EXERCISE PROMPT:
Could you find every line in the entries below that holds the word "Serialize" and copy it?

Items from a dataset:
****************************************
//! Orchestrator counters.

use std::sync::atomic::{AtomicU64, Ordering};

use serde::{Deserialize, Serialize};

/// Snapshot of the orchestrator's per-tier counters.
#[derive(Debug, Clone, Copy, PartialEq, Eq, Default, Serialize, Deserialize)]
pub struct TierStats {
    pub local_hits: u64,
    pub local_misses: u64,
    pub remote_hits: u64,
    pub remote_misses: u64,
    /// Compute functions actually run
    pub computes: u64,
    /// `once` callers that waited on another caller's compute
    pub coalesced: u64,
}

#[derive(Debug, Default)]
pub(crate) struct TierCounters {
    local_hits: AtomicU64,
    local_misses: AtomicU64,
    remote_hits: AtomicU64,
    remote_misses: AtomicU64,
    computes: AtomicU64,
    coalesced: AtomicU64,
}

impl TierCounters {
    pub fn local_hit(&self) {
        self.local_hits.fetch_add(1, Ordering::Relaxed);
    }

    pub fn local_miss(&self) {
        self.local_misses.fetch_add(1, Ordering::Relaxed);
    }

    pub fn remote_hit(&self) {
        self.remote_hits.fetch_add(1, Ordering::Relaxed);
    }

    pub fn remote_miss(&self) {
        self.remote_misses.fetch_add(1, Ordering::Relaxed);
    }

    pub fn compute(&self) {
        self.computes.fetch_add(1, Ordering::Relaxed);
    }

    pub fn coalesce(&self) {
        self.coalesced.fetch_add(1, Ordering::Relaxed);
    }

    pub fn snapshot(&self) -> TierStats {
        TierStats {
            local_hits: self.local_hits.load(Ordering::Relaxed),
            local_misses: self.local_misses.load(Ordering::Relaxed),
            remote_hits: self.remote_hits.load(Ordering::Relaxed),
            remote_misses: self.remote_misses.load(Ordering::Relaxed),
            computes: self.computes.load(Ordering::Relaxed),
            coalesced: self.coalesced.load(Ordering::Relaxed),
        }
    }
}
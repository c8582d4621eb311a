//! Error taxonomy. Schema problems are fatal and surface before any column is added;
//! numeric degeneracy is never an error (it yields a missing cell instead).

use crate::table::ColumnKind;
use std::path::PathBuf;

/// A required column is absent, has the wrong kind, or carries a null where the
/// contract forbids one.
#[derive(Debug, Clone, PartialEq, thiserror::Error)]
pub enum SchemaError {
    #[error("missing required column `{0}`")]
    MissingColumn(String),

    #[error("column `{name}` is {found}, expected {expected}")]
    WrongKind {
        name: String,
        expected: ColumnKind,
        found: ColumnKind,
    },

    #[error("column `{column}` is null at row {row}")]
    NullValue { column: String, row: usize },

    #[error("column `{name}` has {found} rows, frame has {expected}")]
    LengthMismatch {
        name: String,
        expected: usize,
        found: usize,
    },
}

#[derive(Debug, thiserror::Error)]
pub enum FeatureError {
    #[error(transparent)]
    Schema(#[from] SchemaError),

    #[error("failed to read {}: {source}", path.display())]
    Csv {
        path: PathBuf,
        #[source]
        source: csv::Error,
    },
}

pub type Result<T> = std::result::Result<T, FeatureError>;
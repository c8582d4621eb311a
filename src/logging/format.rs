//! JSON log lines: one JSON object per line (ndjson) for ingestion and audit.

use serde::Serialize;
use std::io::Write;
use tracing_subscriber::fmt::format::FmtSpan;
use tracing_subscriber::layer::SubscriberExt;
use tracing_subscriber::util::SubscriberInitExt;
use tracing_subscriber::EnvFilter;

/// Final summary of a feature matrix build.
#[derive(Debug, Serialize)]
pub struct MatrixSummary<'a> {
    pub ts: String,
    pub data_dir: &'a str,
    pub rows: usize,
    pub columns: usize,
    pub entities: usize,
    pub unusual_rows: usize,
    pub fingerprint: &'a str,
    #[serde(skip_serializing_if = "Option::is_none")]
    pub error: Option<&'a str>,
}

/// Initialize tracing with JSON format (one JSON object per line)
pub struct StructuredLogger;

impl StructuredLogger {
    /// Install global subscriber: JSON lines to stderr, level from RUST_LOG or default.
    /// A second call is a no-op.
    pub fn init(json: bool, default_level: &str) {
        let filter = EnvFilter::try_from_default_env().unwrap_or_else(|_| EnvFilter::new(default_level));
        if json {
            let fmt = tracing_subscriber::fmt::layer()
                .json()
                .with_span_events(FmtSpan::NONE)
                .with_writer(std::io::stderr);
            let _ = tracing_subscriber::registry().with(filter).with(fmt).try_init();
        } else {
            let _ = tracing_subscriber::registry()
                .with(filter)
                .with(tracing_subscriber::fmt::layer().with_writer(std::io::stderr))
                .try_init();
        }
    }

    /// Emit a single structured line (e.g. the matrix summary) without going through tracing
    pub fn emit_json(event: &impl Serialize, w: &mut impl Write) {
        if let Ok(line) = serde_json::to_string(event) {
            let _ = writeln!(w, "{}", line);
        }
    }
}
****************************************
THE ANSWER:
use serde::{Deserialize, Serialize};
#[derive(Debug, Clone, Copy, PartialEq, Eq, Default, Serialize, Deserialize)]
use serde::Serialize;
#[derive(Debug, Serialize)]
    pub fn emit_json(event: &impl Serialize, w: &mut impl Write) {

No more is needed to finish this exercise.